要是現在過去為他們解毒,蠢貨也該想到駱璿儀另有所圖了。就讓他們死了吧,那也太浪費了,浪費是可恥的。
或者,還可以這樣……
駱璿儀思索著,忽然看見白色陣法中,一個身影晃悠悠站起。
“開什麼……玩笑。”迂執雙手緊緊握住巨劍劍柄,以劍杵地竭儘全力慢慢抬起腿,用雙腳站立在大地上。她滿頭都是汗水,手臂青筋根根凸起,皮下立即暈開一片血色。
心臟很疼,千百根針不斷刺向心臟般地痛苦幾乎讓她身影搖晃,隨時都要倒地。但是她還是站住了,她從喉嚨裡發出一聲怒吼。
“執法衛,就該戰鬥到最後一刻!不許放棄,你這個笨蛋妹妹!”
滿是痛苦的表情,汗水和血水混雜的流淌,來眠仰頭看著這個和自己雙胞出生的姐姐,看著這張閃爍著堅毅光芒的和她一模一樣的臉龐。
來眠很少見到迂執這種表情。兩姐妹之中,來眠才是總被常被誇獎“早熟”“聰慧”“冷靜”的那一個。迂執則總是在來眠坐在房內打坐修行時,偷偷跑到靈樹或者靈泉玩耍。
迂執在來眠麵前,從來不像一個姐姐,她是頑皮的,坐不住的,會在師父講經時偷偷用傳音術企圖和來眠講小話,被師父逮個正著罰抄經,然後眼巴巴求來眠一起幫忙抄。
但迂執也會在一切危險麵前,義無反顧的將來眠攔在身後。她們第一次出任務,遇到了百年一出的鬼怪,她們根本不是對手時,迂執的表情就是現在一般。
“不要害怕,沒什麼好害怕的,你是我的妹妹。”
然後跟來眠一樣傷痕累累的她站在來眠身前,握住來眠的手,兩把巨劍如同天門兩山,嚴絲合縫,揮出了第一道巨劍神技,她們曾無論如何都無法走上的劍道,豁然開朗。
她們兩人的劍道,都是守護。
她們成為罕見的巨劍雙劍天才,消滅鬼怪回到宗門後,被掌門特許選入執法衛。
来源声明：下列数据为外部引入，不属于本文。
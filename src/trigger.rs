//! Message-count triggers
//!
//! A [`MessageCounter`] turns a growing message stream into periodic fire
//! events: one fire for every `period` new messages.

use crate::{RagMemoryError, Result};
use tracing::debug;

/// Per-counter state
#[derive(Debug, Clone, Copy, Default, PartialEq, Eq)]
pub struct TriggerState {
    /// Messages observed since the last boundary
    pub count: usize,
    /// Whether the first boundary has been crossed
    pub fired: bool,
}

type FireCallback = Box<dyn FnMut() + Send>;

/// Fires a callback every `period` new messages.
///
/// With `first_callback == false` the first boundary is swallowed, so the
/// first fire happens at message `2 * period`.
pub struct MessageCounter {
    period: usize,
    first_callback: bool,
    state: TriggerState,
    callback: Option<FireCallback>,
}

impl std::fmt::Debug for MessageCounter {
    fn fmt(&self, f: &mut std::fmt::Formatter<'_>) -> std::fmt::Result {
        f.debug_struct("MessageCounter")
            .field("period", &self.period)
            .field("first_callback", &self.first_callback)
            .field("state", &self.state)
            .field("has_callback", &self.callback.is_some())
            .finish()
    }
}

impl MessageCounter {
    pub fn new(period: usize, first_callback: bool) -> Result<Self> {
        if period == 0 {
            return Err(RagMemoryError::InvalidConfig(
                "trigger period must be at least 1".to_string(),
            ));
        }
        Ok(Self {
            period,
            first_callback,
            state: TriggerState::default(),
            callback: None,
        })
    }

    /// Register the function invoked on every fire
    pub fn with_callback<F>(mut self, callback: F) -> Self
    where
        F: FnMut() + Send + 'static,
    {
        self.callback = Some(Box::new(callback));
        self
    }

    pub fn period(&self) -> usize {
        self.period
    }

    pub fn state(&self) -> TriggerState {
        self.state
    }

    /// Observe `delta` new messages. Returns how many times the counter fired.
    pub fn on_new_messages(&mut self, delta: usize) -> usize {
        let mut fires = 0;
        let mut remaining = delta;

        while remaining > 0 {
            let step = remaining.min(self.period - self.state.count);
            self.state.count += step;
            remaining -= step;

            if self.state.count < self.period {
                break;
            }

            self.state.count = 0;
            if !self.state.fired && !self.first_callback {
                self.state.fired = true;
                debug!("Suppressed first boundary (period {})", self.period);
                continue;
            }
            self.state.fired = true;
            fires += 1;
            if let Some(callback) = self.callback.as_mut() {
                callback();
            }
        }

        fires
    }
}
然後迂執就又恢複了日常的狀態,直到來眠一次偶然撞見迂執破除心魔。
迂執的心魔,正是當時的鬼怪。
明明是害怕的姐姐,卻堅毅的站在來眠麵前,守護著她。
姐姐,至少姐姐不該死在這裡。哪怕用我的生命。
來眠取下背後的巨劍,艱難的站起。